Since Doritos is the “hostess” of this fiasco, she has planned a dinner to which only The Queen and SoMo arrive on time, and of course, Mo, who The Queen labels as “Krissy from Three’s Company“, has told So all about The Incriminating Photo. So they all talk about it some more, criticizing The Kountess for trying to “sell” her relationship (hmm. Maybe that’s because her compainions are relentlessly making her do so?) and being “manic”, in Queen B’s words, for diving into it in the first place. Queen B is one to talk about “manic” relationships and mixed motives after getting herself knocked up (televised pregnancy test and all) and flying headfirst into a Bravo-celebrated wedding and Ever After. So is all emotional about Tom allegedly kissing someone in a bar sometime unconfirmed, because after all, the last time she gave him the Boots of Convenience was just two weeks before he took up with The Kountess, so really she feels cheated on, too. The Queen warns Mo to find a way to contain her diarrhea of the mouth and Mo says anytime she’s nervous she poops, literally and figuratively, so more poop remains to come.

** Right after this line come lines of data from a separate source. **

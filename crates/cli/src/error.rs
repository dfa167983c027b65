//! Error types for CLI operations.

use thiserror::Error;

/// CLI-specific error types
#[derive(Error, Debug)]
pub enum CliError {
    /// Configuration file not found
    #[error("Configuration file not found: {path}")]
    ConfigNotFound { path: String },

    /// Configuration rejected after CLI overrides
    #[error("Configuration validation failed: {message}")]
    ConfigValidation { message: String },

    /// Simulation could not be set up or run
    #[error("Simulation failed: {message}")]
    Simulation { message: String },
}

impl CliError {
    pub fn config_not_found(path: impl Into<String>) -> Self {
        Self::ConfigNotFound { path: path.into() }
    }

    pub fn config_validation(message: impl Into<String>) -> Self {
        Self::ConfigValidation {
            message: message.into(),
        }
    }

    pub fn simulation(message: impl Into<String>) -> Self {
        Self::Simulation {
            message: message.into(),
        }
    }
}
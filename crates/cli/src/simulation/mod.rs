//! In-process leader/follower session over the simulated link.

mod alignment;
mod orchestrator;
mod pattern;
mod report;

pub use orchestrator::Simulation;
pub use report::SimulationReport;
//! # Sync Engine
//!
//! 双手触觉设备的主从同步核心。
//!
//! 负责：
//! - 基于保活往返的时钟偏移估计（`clock_sync`）
//! - 宏周期线路协议编解码（`protocol`）
//! - 到达上下文与主循环之间的有界通道（`channel` / `deferred`）
//! - 按截止时间执行马达事件的调度任务（`scheduler`）
//! - 主节点 / 从节点协调与连接健康监测（`coordinator`）
//!
//! ## 使用示例
//!
//! ```ignore
//! use sync_engine::{FollowerCoordinator, NodeConfig};
//!
//! let (mut follower, arrival) =
//!     FollowerCoordinator::new(&NodeConfig::default(), clock, transport, driver);
//! link.attach(arrival);
//!
//! loop {
//!     let health = follower.tick().await;
//!     if follower.is_stopped() {
//!         break;
//!     }
//! }
//! ```

mod channel;
mod clock_sync;
mod coordinator;
mod deferred;
mod error;
mod latency;
pub mod mock;
mod protocol;
mod schedule;
mod scheduler;

pub use channel::{event_channel, ChannelStats, StagingConsumer, StagingProducer};
pub use clock_sync::{ClockSyncEstimator, EstimatorStats, RoundTrip, SampleVerdict};
pub use coordinator::{
    ArrivalHandler, ArrivalStats, BatchHandle, FollowerCoordinator, HealthMonitor,
    LeaderCoordinator, NodeStats, Role, TEST_PULSE_FREQUENCY_HZ,
};
pub use deferred::{deferred_queue, DeferredConsumer, DeferredExecutor, DeferredProducer, DeferredWork};
pub use error::SyncError;
pub use latency::LatencyInstrumentation;
pub use protocol::{
    seq_is_newer, Framer, Macrocycle, MacrocycleEvent, Message, FLAG_LAST, FRAME_TERMINATOR,
    MAX_FRAME_LEN, RESTART_WINDOW,
};
pub use schedule::ActivationSchedule;
pub use scheduler::{
    plan, ActivationScheduler, SchedulerCommand, SchedulerHandle, SchedulerState, SchedulerStats,
};

// Re-export contracts types
pub use contracts::{
    ClockOffset, Confidence, ConnectionHealth, LatencySnapshot, MotorEvent, NodeConfig,
    StagedEvent,
};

Everyone else is 90 minutes late because they waited for Radzi, who was having “pants issues”. The Queen spots them finally arriving, and she and her minions scramble to claim the end of the table where The Queen can maintain a safe distance from The Kountess in order to extend the storyline to as dramatic and Queen-focused a reveal as possible. Doritos conveniently asks The Kountess what Tom is doing that evening, and The Kountess says she doesn’t know and doesn’t ask. AHA! mentally crows The Queen. Doritos, who is deep in the bag, then is asked what their plans are for the following day; she utters one word: SANDBAR. They are going to SANDBAR. Mo immediately commences bitching about this plan, and Doritos snaps at her not to be a diva because it doesn’t suit any of them. And with that, The Queen and So go home to sulk and try to call Tom themselves, while the rest go to a Carmen Miranda bar where Julie Toothpick gets kinky with a trombone and after contouring her neck Mo leaves to pick up straight men someplace else, alone.

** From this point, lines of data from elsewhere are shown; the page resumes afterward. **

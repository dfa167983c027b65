//! Command implementations.

mod info;
mod simulate;
mod validate;

pub use info::run_info;
pub use simulate::run_simulate;
pub use validate::run_validate;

Morning dawns and there’s a delicious looking breakfast buffet featuring eggs Francais in the suite and, AGAIN, discussion of So’s relationship with Tom and whether it was a one-night stand, as The Kountess likes to think, or something more involved. Doritos walks in in the middle of this and audibly rolls her eyes. She’s as tired of this nonsense as the rest of us. You know who else is tired? MO, who has been rode hard and hung up wet, and is not going to SANDBAR, thank you, she’s going to claim she’s staying home to nap but is actually going to stuff herself into her brownest crochet and go to Bagatelle. “Macrame again,” remarks So. “You said no more macrame,” which earns her a sock to the ear and a drag from the suite by Mo. So and The Queen decide to not-so-covertly sneak out to Bagatelle with Mo, but not before The Queen tells Doritos she’s “the Village Idiot” for not being in the loop on Tom’s nefarious doings, which was a completely unnecessary and nasty thing to say.

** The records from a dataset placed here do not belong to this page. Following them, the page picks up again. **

//! Sync coordination
//!
//! Each node is split in two at construction:
//! - an [`ArrivalHandler`] handed to the transport (asynchronous arrival
//!   context)
//! - a [`LeaderCoordinator`] or [`FollowerCoordinator`] driven by the main
//!   loop through `tick()`
//!
//! The two halves only share the staging channel and the deferred queue.

mod arrival;
mod follower;
mod health;
mod leader;

pub use arrival::{ArrivalHandler, ArrivalStats};
pub use follower::FollowerCoordinator;
pub use health::HealthMonitor;
pub use leader::{BatchHandle, LeaderCoordinator};

use std::collections::VecDeque;
use std::fmt;
use std::sync::Arc;

use contracts::{
    Clock, ConnectionHealth, HapticDriver, LatencySnapshot, MotorEvent, NodeConfig, Transport,
    TransportError,
};
use metrics::counter;
use serde::Serialize;
use tokio::sync::watch;
use tracing::{debug, error, info, warn};

use crate::clock_sync::{ClockSyncEstimator, RoundTrip, SampleVerdict};
use crate::deferred::{DeferredExecutor, DeferredWork};
use crate::latency::LatencyInstrumentation;
use crate::protocol::Message;
use crate::scheduler::SchedulerHandle;

/// Keepalive exchanges awaiting completion
const PENDING_PINGS: usize = 8;

/// Carrier frequency used for test pulses
pub const TEST_PULSE_FREQUENCY_HZ: u16 = 250;

/// Delay between a test pulse request and its first activation
const TEST_PULSE_LEAD_US: u64 = 5_000;

#[derive(Debug, Clone, Copy, PartialEq, Eq, Serialize)]
#[serde(rename_all = "snake_case")]
pub enum Role {
    /// Schedules authoritatively and sends macrocycles
    Leader,
    /// Executes what the leader sends
    Follower,
}

impl Role {
    pub fn as_str(&self) -> &'static str {
        match self {
            Self::Leader => "leader",
            Self::Follower => "follower",
        }
    }
}

impl fmt::Display for Role {
    fn fmt(&self, f: &mut fmt::Formatter<'_>) -> fmt::Result {
        f.write_str(self.as_str())
    }
}

/// Main-context counters of one node
#[derive(Debug, Clone, Copy, Default, PartialEq, Eq, Serialize)]
pub struct NodeStats {
    pub keepalives_sent: u64,
    pub round_trips_accepted: u64,
    pub round_trips_rejected: u64,
    /// Completions whose PING was no longer pending
    pub orphan_round_trips: u64,
    pub macrocycles_sent: u64,
    pub macrocycles_acked: u64,
    /// Follower: batches handed to the scheduler
    pub macrocycles_scheduled: u64,
    /// Zero amplitude or unknown finger
    pub events_skipped: u64,
    /// Converted deadline outside the schedule horizon
    pub events_beyond_horizon: u64,
    pub test_pulses: u64,
    pub send_failures: u64,
    pub scheduler_failures: u64,
}

/// State owned by the main loop of either role; executes deferred work
pub(crate) struct NodeState<C> {
    role: Role,
    clock: C,
    transport: Arc<dyn Transport>,
    estimator: ClockSyncEstimator,
    health: HealthMonitor,
    health_tx: watch::Sender<ConnectionHealth>,
    scheduler: SchedulerHandle,
    /// `(seq, t1)` of keepalives not yet completed
    pending_pings: VecDeque<(u32, u64)>,
    stop_requested: bool,
    stats: NodeStats,
}

impl<C: Clock> NodeState<C> {
    pub(crate) fn new<D>(
        role: Role,
        config: &NodeConfig,
        clock: C,
        transport: Arc<dyn Transport>,
        driver: D,
    ) -> Self
    where
        C: Clone + 'static,
        D: HapticDriver + 'static,
    {
        let latency = Arc::new(LatencyInstrumentation::new(&config.latency));
        let scheduler =
            SchedulerHandle::spawn(driver, clock.clone(), config.schedule.clone(), latency);
        let now = clock.now_us();
        let (health_tx, _) = watch::channel(ConnectionHealth::Connected);
        Self {
            role,
            health: HealthMonitor::new(&config.keepalive, now),
            estimator: ClockSyncEstimator::new(config.clock_sync.clone()),
            clock,
            transport,
            health_tx,
            scheduler,
            pending_pings: VecDeque::with_capacity(PENDING_PINGS),
            stop_requested: false,
            stats: NodeStats::default(),
        }
    }

    pub(crate) fn now(&self) -> u64 {
        self.clock.now_us()
    }

    pub(crate) fn send(&mut self, message: Message) -> Result<(), TransportError> {
        let result = self.transport.send(&message.encode());
        if let Err(e) = &result {
            self.stats.send_failures += 1;
            counter!(
                "haptic_sync_send_failures_total",
                "role" => self.role.as_str(),
                "kind" => message.kind()
            )
            .increment(1);
            warn!(role = %self.role, kind = message.kind(), error = %e, "send failed");
        }
        result
    }

    pub(crate) fn remember_ping(&mut self, seq: u32, t1: u64) {
        if self.pending_pings.len() == PENDING_PINGS {
            self.pending_pings.pop_front();
        }
        self.pending_pings.push_back((seq, t1));
    }

    fn take_ping(&mut self, seq: u32) -> Option<u64> {
        let index = self.pending_pings.iter().position(|(s, _)| *s == seq)?;
        self.pending_pings.remove(index).map(|(_, t1)| t1)
    }

    fn complete_round_trip(&mut self, seq: u32, t2: u64, t3: u64, t4: u64) {
        let Some(t1) = self.take_ping(seq) else {
            self.stats.orphan_round_trips += 1;
            debug!(role = %self.role, seq, "round trip without pending ping");
            return;
        };

        if self.role == Role::Leader {
            // Completed report lets the follower record the same exchange
            let _ = self.send(Message::Pong {
                seq,
                t2,
                t3,
                t4: Some(t4),
            });
        }

        let sample = RoundTrip::new(t1, t2, t3, t4);
        let verdict = self.estimator.record(sample);
        if let Ok(rtt) = u64::try_from(sample.rtt_us()) {
            self.scheduler.latency().record_round_trip(rtt);
        }

        let label = match verdict {
            SampleVerdict::Accepted { .. } => {
                self.stats.round_trips_accepted += 1;
                observability::record_clock_offset(
                    self.role.as_str(),
                    &self.estimator.current_offset(),
                );
                "accepted"
            }
            SampleVerdict::Outlier {
                delay_us,
                min_delay_us,
            } => {
                self.stats.round_trips_rejected += 1;
                debug!(role = %self.role, seq, delay_us, min_delay_us, "outlier round trip rejected");
                "outlier"
            }
            SampleVerdict::Invalid => {
                self.stats.round_trips_rejected += 1;
                "invalid"
            }
        };
        counter!(
            "haptic_sync_round_trips_total",
            "role" => self.role.as_str(),
            "verdict" => label
        )
        .increment(1);
    }

    /// Queue one or two pulses on `finger` through the activation schedule
    fn schedule_pulse(&mut self, finger: u8, amplitude: u8, duration_ms: u16, count: u8) {
        self.stats.test_pulses += 1;
        let duration_us = u64::from(duration_ms) * 1_000;
        let start = self.now() + TEST_PULSE_LEAD_US;
        for i in 0..u64::from(count) {
            let on_at = start + i * 2 * duration_us;
            for event in [
                MotorEvent::activate(on_at, finger, amplitude, TEST_PULSE_FREQUENCY_HZ),
                MotorEvent::deactivate(on_at + duration_us, finger),
            ] {
                if let Err(e) = self.scheduler.enqueue(event) {
                    self.stats.scheduler_failures += 1;
                    warn!(role = %self.role, finger, error = %e, "test pulse not scheduled");
                }
            }
        }
    }

    fn publish_health(&mut self, health: ConnectionHealth) {
        match health {
            ConnectionHealth::Lost => warn!(role = %self.role, %health, "connection health changed"),
            _ => info!(role = %self.role, %health, "connection health changed"),
        }
        observability::record_health_transition(self.role.as_str(), health);
        self.health_tx.send_replace(health);
    }

    fn note_traffic(&mut self) {
        let now = self.now();
        if let Some(health) = self.health.record_traffic(now) {
            self.publish_health(health);
        }
    }

    /// Health re-evaluation without side effects
    pub(crate) fn poll_health(&mut self) -> Option<ConnectionHealth> {
        let now = self.now();
        self.health.evaluate(now)
    }

    /// Stop actuation first when the link is lost, then publish
    pub(crate) async fn apply_health(&mut self, health: ConnectionHealth) {
        if health.is_lost() {
            self.all_off().await;
        }
        self.publish_health(health);
    }

    pub(crate) async fn all_off(&mut self) {
        if let Err(e) = self.scheduler.all_off().await {
            self.stats.scheduler_failures += 1;
            error!(role = %self.role, error = %e, "all-off not confirmed");
        }
    }

    pub(crate) fn snapshot(&self) -> LatencySnapshot {
        let mut snapshot = self.scheduler.latency().snapshot();
        snapshot.offset = self.estimator.current_offset();
        snapshot
    }
}

impl<C: Clock> DeferredExecutor for NodeState<C> {
    fn execute(&mut self, work: DeferredWork) {
        self.note_traffic();
        match work {
            DeferredWork::PingReceived { seq, t1 } => self.remember_ping(seq, t1),
            DeferredWork::RoundTripCompleted { seq, t2, t3, t4 } => {
                self.complete_round_trip(seq, t2, t3, t4)
            }
            DeferredWork::MacrocycleAcked { seq } => {
                self.stats.macrocycles_acked += 1;
                counter!("haptic_sync_macrocycles_acked_total").increment(1);
                debug!(seq, "macrocycle acknowledged");
            }
            DeferredWork::StopSession => {
                info!(role = %self.role, "peer requested session stop");
                self.stop_requested = true;
            }
            DeferredWork::HapticPulse {
                finger,
                amplitude,
                duration_ms,
            } => self.schedule_pulse(finger, amplitude, duration_ms, 1),
            DeferredWork::HapticDoublePulse {
                finger,
                amplitude,
                duration_ms,
            } => self.schedule_pulse(finger, amplitude, duration_ms, 2),
            DeferredWork::LinkActivity => {}
        }
    }
}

So everyone else, which includes Radzi who thought going along with the original itinerary was the safer plan, heads out on a boat to go to SANDBAR, which is very literally a sandbar, currently covered by high tide, where marine roach coaches congregate and boatfuls of rowdy gays serenade The Kountess with her own hit song, “Chic C’est La Vie”. Doritos is severely tweaked that this vacation, which she has replanned now TWICE around The Queen’s supposedly cranky uterus, is not being “respected” by those selfish broads. She thinks Mo needs to make herself look important and whoa and behold no one cares. Sounds about right. While over at Bagatelle So moans some more about her broken heart, having lost (and been summarily dissed by) her “lover”, Radzi commandeers a passing kayak to get herself a hot dog and the other ladies some ice cream cups. Personally, I think this excursion to SANDBAR looks like the better choice. Sun, fun, singalongs, and hot dogs!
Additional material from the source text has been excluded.